A Danish Hospital Gets a Light-Filled Addition
Replete with light and art, the North Wing of the Rigshospitalet medical complex offers a vision for the future of health care.
With the design of the new North Wing, Copenhagen’s largest hospital, Rigshospitalet, represents the future of health care: a balance of patient care, flexibility, and functionality. Containing more than 200 patient rooms, 33 operating rooms, an intensive care unit, and various outpatient clinics spread across roughly 580,000 square feet, the addition sits within the existing campus, which includes some cold concrete relics from 1970.
The design, which is the result of a close collaboration between local firms LINK arkitektur and 3XN along with engineers from Sweco, is a more welcoming counterpart to the original hospital built in 1910. The architects chose to clad it in natural Jura Gelb stone, the same robust material used on another Rigshospitalet structure completed by 3XN in 2015: an administration building and patient hotel, which provides accommodation for patients who are awaiting or recuperating from treatment. Both recent buildings were designed to be approachable and inviting to patients, but they also had to uphold a high standard of efficiency in one of the top hospitals in Denmark.
Located at the edge of the Nørrebro district, facing the Blegdamsvej thorough-fare and the public green space Fælledparken, the North Wing hunkers low, approaching passersby in a humane and friendly manner despite its heft. “Naturally, we took advantage of the location with direct exposure to the park and the Copenhagen skyline and ensured that all hospital beds have views to either of the two,” remarks Kim Herforth Nielsen, 3XN founder and creative director. Even if just walking past it, people can relate to the entrance at eye level, “respectfully lowering down towards the classic Copenhagen-style residential buildings across the road,” he adds. From that interface with the surround-ing urban space, the zigzagged structure organically rises upward to a scale dictated by the needs of a large hospital—about 120 feet tall and 770 feet long.
The new building’s ground floor holds the main reception, common areas such as a restaurant, and the diagnostic center. The first and second floors are allocated to surgery rooms, including both outpatient and intensive care units. Conference rooms, meeting facilities, and office and administrative zones are located on the third floor, which serves as a transitional space dividing the treatment functions on the lower floors and bed wards above. Each level has its own dedicated color scheme, making for a dynamic design approach and ensuring user-friendly navigation. For Nielsen, architecture is both art and rocket science, especially in the case of hospitals. “It is an amalgamation of science, expressions, aesthetics, technology, and satisfaction of human needs,” he says. “To add to this, hospitals are obviously complex structures, to say the least—a concise combination of form and function, of societal need and cultural nuance.” This rationale led to the soothing geometric shape of the North Wing, which is com-posed of a series of folded, V-shaped structures tied together by a transversal link. Inspired by the lines on a cardiogram graph, the architects conceived the zigzaglike plan to separate various quiet zones and patient rooms from the main arterial route, which weaves through the entire wing. According to Stig Vesterager Gothelf, partner in charge of the project at 3XN, the corridor is the heart of the build-ing, a central walkway allowing staff to circulate easily. Optimizing efficiency and functionality while fostering peace and quiet, it also provides optimal conditions for recovery for each patient, with rooms that are easily accessible but located off route.
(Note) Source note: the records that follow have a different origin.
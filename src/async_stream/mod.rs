//! Async ingestion and framing support.
//!
//! This module provides asynchronous ingestion using the `futures-io::AsyncRead`
//! trait, making it runtime-agnostic and compatible with tokio, async-std,
//! smol, and other async runtimes.
//!
//! - `CursorBuffer::fill_from_async` and friends - async counterparts of the
//!   sync ingestion methods
//! - [`frames_async`] - Creates an async stream of frames from an async reader
//!
//! This module requires the `async-io` feature to be enabled.

mod fill;
mod stream;

pub use fill::FillFrom;
pub use stream::{FrameStream, frames_async};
In addition to tall windows that catch and diffuse light to almost every corner of the interior, art is used to contribute to a feeling of lightness. The hospital commissioned three major site-specific installations by renowned Danish artists not only to piece together the disparate rooms but also to strengthen their individual identities and act as landmarks and wayfinding tools. The dynamic formations of Danish-Icelandic artist Olafur Eliasson’s gigantic mobile soften what is a traditionally sterile and steely environment and can be viewed from different angles and levels of the hospital. Erik A. Frandsen’s staircase, made up of millions of colorful mosaics, links the ground floor to the seventh. Colorful kaleidoscopic wall paintings by artist Malene Landgreen add to this sense of connectivity: Orange, blue, and pink hues dominate and guide the eye as one walks up the stairs. It’s a significant investment in something that may seem ancillary to health care, but the art installations act as critical pieces of the healing puzzle of the North Wing’s architecture. “We have created a long-lasting, flexible hospital that can adapt according to future operational needs,” says Nielsen, “while at the same time designing a hospital with a strong expression, conveying openness, transparency, safety, and humanism.”